- Description of the task:
From the first line to the last, print the data exactly.
● ● ● ● ● ● ●
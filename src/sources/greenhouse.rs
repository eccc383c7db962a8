// src/sources/greenhouse.rs
use async_trait::async_trait;
use serde::Deserialize;

use super::common::{age_from_text, build_tags, first_present, salary_or_placeholder};
use super::{FetchContext, FetchError, HttpFetcher, JobSource};
use crate::types::{BoardId, BoardKind, JobRecord};

#[derive(Debug, Deserialize)]
pub(crate) struct GreenhouseResponse {
    #[serde(default)]
    pub jobs: Vec<GreenhouseJob>,
}

#[derive(Debug, Deserialize)]
pub(crate) struct GreenhouseJob {
    pub title: Option<String>,
    pub absolute_url: Option<String>,
    pub location: Option<NamedField>,
    pub updated_at: Option<String>,
    pub created_at: Option<String>,
    pub first_published: Option<String>,
    pub company: Option<NamedField>,
    pub company_name: Option<String>,
    #[serde(default)]
    pub departments: Vec<NamedField>,
}

#[derive(Debug, Deserialize)]
pub(crate) struct NamedField {
    pub name: Option<String>,
}

pub struct GreenhouseSource {
    board: BoardId,
    fetcher: HttpFetcher,
    base_url: String,
}

impl GreenhouseSource {
    pub fn new(board: BoardId, fetcher: HttpFetcher, base_url: &str) -> Self {
        Self {
            board,
            fetcher,
            base_url: base_url.trim_end_matches('/').to_string(),
        }
    }

    fn endpoint(&self) -> String {
        format!("{}/v1/boards/{}/jobs", self.base_url, self.board.slug)
    }
}

#[async_trait]
impl JobSource for GreenhouseSource {
    fn board(&self) -> &BoardId {
        &self.board
    }

    async fn fetch(&self, ctx: FetchContext) -> Result<Vec<JobRecord>, FetchError> {
        let payload: GreenhouseResponse = self
            .fetcher
            .get_json(&self.endpoint(), &[("content", "true".to_string())])
            .await?;

        Ok(normalize(&self.board, payload, ctx))
    }
}

pub(crate) fn normalize(
    board: &BoardId,
    payload: GreenhouseResponse,
    ctx: FetchContext,
) -> Vec<JobRecord> {
    payload
        .jobs
        .into_iter()
        .map(|job| {
            let title = first_present([job.title.as_deref()]).unwrap_or_default();
            let company = first_present([
                job.company.as_ref().and_then(|c| c.name.as_deref()),
                job.company_name.as_deref(),
            ])
            .unwrap_or_else(|| board.display_name());
            let posted = job
                .updated_at
                .as_deref()
                .or(job.created_at.as_deref())
                .or(job.first_published.as_deref());
            let departments = job.departments.into_iter().filter_map(|d| d.name);

            JobRecord {
                tags: build_tags(&title, departments, ctx.max_tags),
                title,
                company,
                location: first_present([job.location.as_ref().and_then(|l| l.name.as_deref())])
                    .unwrap_or_default(),
                posted_age_days: age_from_text(posted, ctx.now),
                salary: salary_or_placeholder(None),
                url: first_present([job.absolute_url.as_deref()]).unwrap_or_default(),
                source: Some(BoardKind::Greenhouse),
            }
        })
        .collect()
}
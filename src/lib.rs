//! Scheduled aggregation of public job-board postings into a static feed.

pub mod cli;
pub mod config;
pub mod filter;
pub mod fs_ops;
pub mod logging;
pub mod pipeline;
pub mod reader;
pub mod sources;
pub mod types;
pub mod writer;

pub use config::FeedConfig;
pub use pipeline::{BoardReport, Pipeline, RunSummary};
pub use sources::{FetchContext, FetchError, JobSource};
pub use types::{BoardId, BoardKind, JobRecord};
pub use writer::FeedWriter;
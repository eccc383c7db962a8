// src/fs_ops.rs
//! File system helpers for the output file

use anyhow::{Context, Result};
use std::io::Write;
use std::path::{Path, PathBuf};
use tokio::fs;
use tracing::info;

pub struct FsOps;

impl FsOps {
    pub async fn ensure_dir_exists(path: &Path) -> Result<()> {
        if !path.as_os_str().is_empty() && !path.exists() {
            fs::create_dir_all(path)
                .await
                .with_context(|| format!("Failed to create directory: {}", path.display()))?;
            info!("Created directory: {}", path.display());
        }
        Ok(())
    }

    pub async fn read_file_safe(path: &Path) -> Result<String> {
        fs::read_to_string(path)
            .await
            .with_context(|| format!("Failed to read file: {}", path.display()))
    }

    /// Write to a sibling temp file, then rename over `path`.
    ///
    /// Readers see either the previous file or the complete new one.
    pub async fn write_atomic(path: &Path, content: &str) -> Result<()> {
        let parent = Self::parent_dir(path);
        Self::ensure_dir_exists(&parent).await?;

        let target = path.to_path_buf();
        let content = content.to_string();
        tokio::task::spawn_blocking(move || Self::write_atomic_blocking(&parent, &target, &content))
            .await
            .context("Atomic write task panicked")??;

        Ok(())
    }

    fn write_atomic_blocking(parent: &Path, target: &Path, content: &str) -> Result<()> {
        let mut tmp = tempfile::NamedTempFile::new_in(parent)
            .with_context(|| format!("Failed to create temp file in {}", parent.display()))?;

        tmp.write_all(content.as_bytes())
            .context("Failed to write temp file")?;
        tmp.as_file()
            .sync_all()
            .context("Failed to flush temp file")?;

        tmp.persist(target)
            .map_err(|e| e.error)
            .with_context(|| format!("Failed to replace {}", target.display()))?;

        Ok(())
    }

    fn parent_dir(path: &Path) -> PathBuf {
        match path.parent() {
            Some(parent) if !parent.as_os_str().is_empty() => parent.to_path_buf(),
            _ => PathBuf::from("."),
        }
    }
}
● ● ● ● ● ● ●
- Answer:
filename src/sources/greenhouse.rs
repository eccc383c7db962a8
// src/sources/greenhouse.rs
use async_trait::async_trait;
use serde::Deserialize;

use super::common::{age_from_text, build_tags, first_present, salary_or_placeholder};
use super::{FetchContext, FetchError, HttpFetcher, JobSource};
use crate::types::{BoardId, BoardKind, JobRecord};

#[derive(Debug, Deserialize)]
pub(crate) struct GreenhouseResponse {
    #[serde(default)]
    pub jobs: Vec<GreenhouseJob>,
}

#[derive(Debug, Deserialize)]
pub(crate) struct GreenhouseJob {
    pub title: Option<String>,
    pub absolute_url: Option<String>,
    pub location: Option<NamedField>,
    pub updated_at: Option<String>,
    pub created_at: Option<String>,
    pub first_published: Option<String>,
    pub company: Option<NamedField>,
    pub company_name: Option<String>,
    #[serde(default)]
    pub departments: Vec<NamedField>,
}

#[derive(Debug, Deserialize)]
pub(crate) struct NamedField {
    pub name: Option<String>,
}

pub struct GreenhouseSource {
    board: BoardId,
    fetcher: HttpFetcher,
    base_url: String,
}

impl GreenhouseSource {
    pub fn new(board: BoardId, fetcher: HttpFetcher, base_url: &str) -> Self {
        Self {
            board,
            fetcher,
            base_url: base_url.trim_end_matches('/').to_string(),
        }
    }

    fn endpoint(&self) -> String {
        format!("{}/v1/boards/{}/jobs", self.base_url, self.board.slug)
    }
}

#[async_trait]
impl JobSource for GreenhouseSource {
    fn board(&self) -> &BoardId {
        &self.board
    }

    async fn fetch(&self, ctx: FetchContext) -> Result<Vec<JobRecord>, FetchError> {
        let payload: GreenhouseResponse = self
            .fetcher
            .get_json(&self.endpoint(), &[("content", "true".to_string())])
            .await?;

        Ok(normalize(&self.board, payload, ctx))
    }
}

pub(crate) fn normalize(
    board: &BoardId,
    payload: GreenhouseResponse,
    ctx: FetchContext,
) -> Vec<JobRecord> {
    payload
        .jobs
        .into_iter()
        .map(|job| {
            let title = first_present([job.title.as_deref()]).unwrap_or_default();
            let company = first_present([
                job.company.as_ref().and_then(|c| c.name.as_deref()),
                job.company_name.as_deref(),
            ])
            .unwrap_or_else(|| board.display_name());
            let posted = job
                .updated_at
                .as_deref()
                .or(job.created_at.as_deref())
                .or(job.first_published.as_deref());
            let departments = job.departments.into_iter().filter_map(|d| d.name);

            JobRecord {
                tags: build_tags(&title, departments, ctx.max_tags),
                title,
                company,
                location: first_present([job.location.as_ref().and_then(|l| l.name.as_deref())])
                    .unwrap_or_default(),
                posted_age_days: age_from_text(posted, ctx.now),
                salary: salary_or_placeholder(None),
                url: first_present([job.absolute_url.as_deref()]).unwrap_or_default(),
                source: Some(BoardKind::Greenhouse),
            }
        })
        .collect()
}
filename src/lib.rs
//! Scheduled aggregation of public job-board postings into a static feed.

pub mod cli;
pub mod config;
pub mod filter;
pub mod fs_ops;
pub mod logging;
pub mod pipeline;
pub mod reader;
pub mod sources;
pub mod types;
pub mod writer;

pub use config::FeedConfig;
pub use pipeline::{BoardReport, Pipeline, RunSummary};
pub use sources::{FetchContext, FetchError, JobSource};
pub use types::{BoardId, BoardKind, JobRecord};
pub use writer::FeedWriter;
repository eccc383c7db962a8
// src/fs_ops.rs
//! File system helpers for the output file

use anyhow::{Context, Result};
use std::io::Write;
use std::path::{Path, PathBuf};
use tokio::fs;
use tracing::info;

pub struct FsOps;

impl FsOps {
    pub async fn ensure_dir_exists(path: &Path) -> Result<()> {
        if !path.as_os_str().is_empty() && !path.exists() {
            fs::create_dir_all(path)
                .await
                .with_context(|| format!("Failed to create directory: {}", path.display()))?;
            info!("Created directory: {}", path.display());
        }
        Ok(())
    }

    pub async fn read_file_safe(path: &Path) -> Result<String> {
        fs::read_to_string(path)
            .await
            .with_context(|| format!("Failed to read file: {}", path.display()))
    }

    /// Write to a sibling temp file, then rename over `path`.
    ///
    /// Readers see either the previous file or the complete new one.
    pub async fn write_atomic(path: &Path, content: &str) -> Result<()> {
        let parent = Self::parent_dir(path);
        Self::ensure_dir_exists(&parent).await?;

        let target = path.to_path_buf();
        let content = content.to_string();
        tokio::task::spawn_blocking(move || Self::write_atomic_blocking(&parent, &target, &content))
            .await
            .context("Atomic write task panicked")??;

        Ok(())
    }

    fn write_atomic_blocking(parent: &Path, target: &Path, content: &str) -> Result<()> {
        let mut tmp = tempfile::NamedTempFile::new_in(parent)
            .with_context(|| format!("Failed to create temp file in {}", parent.display()))?;

        tmp.write_all(content.as_bytes())
            .context("Failed to write temp file")?;
        tmp.as_file()
            .sync_all()
            .context("Failed to flush temp file")?;

        tmp.persist(target)
            .map_err(|e| e.error)
            .with_context(|| format!("Failed to replace {}", target.display()))?;

        Ok(())
    }

    fn parent_dir(path: &Path) -> PathBuf {
        match path.parent() {
            Some(parent) if !parent.as_os_str().is_empty() => parent.to_path_buf(),
            _ => PathBuf::from("."),
        }
    }
}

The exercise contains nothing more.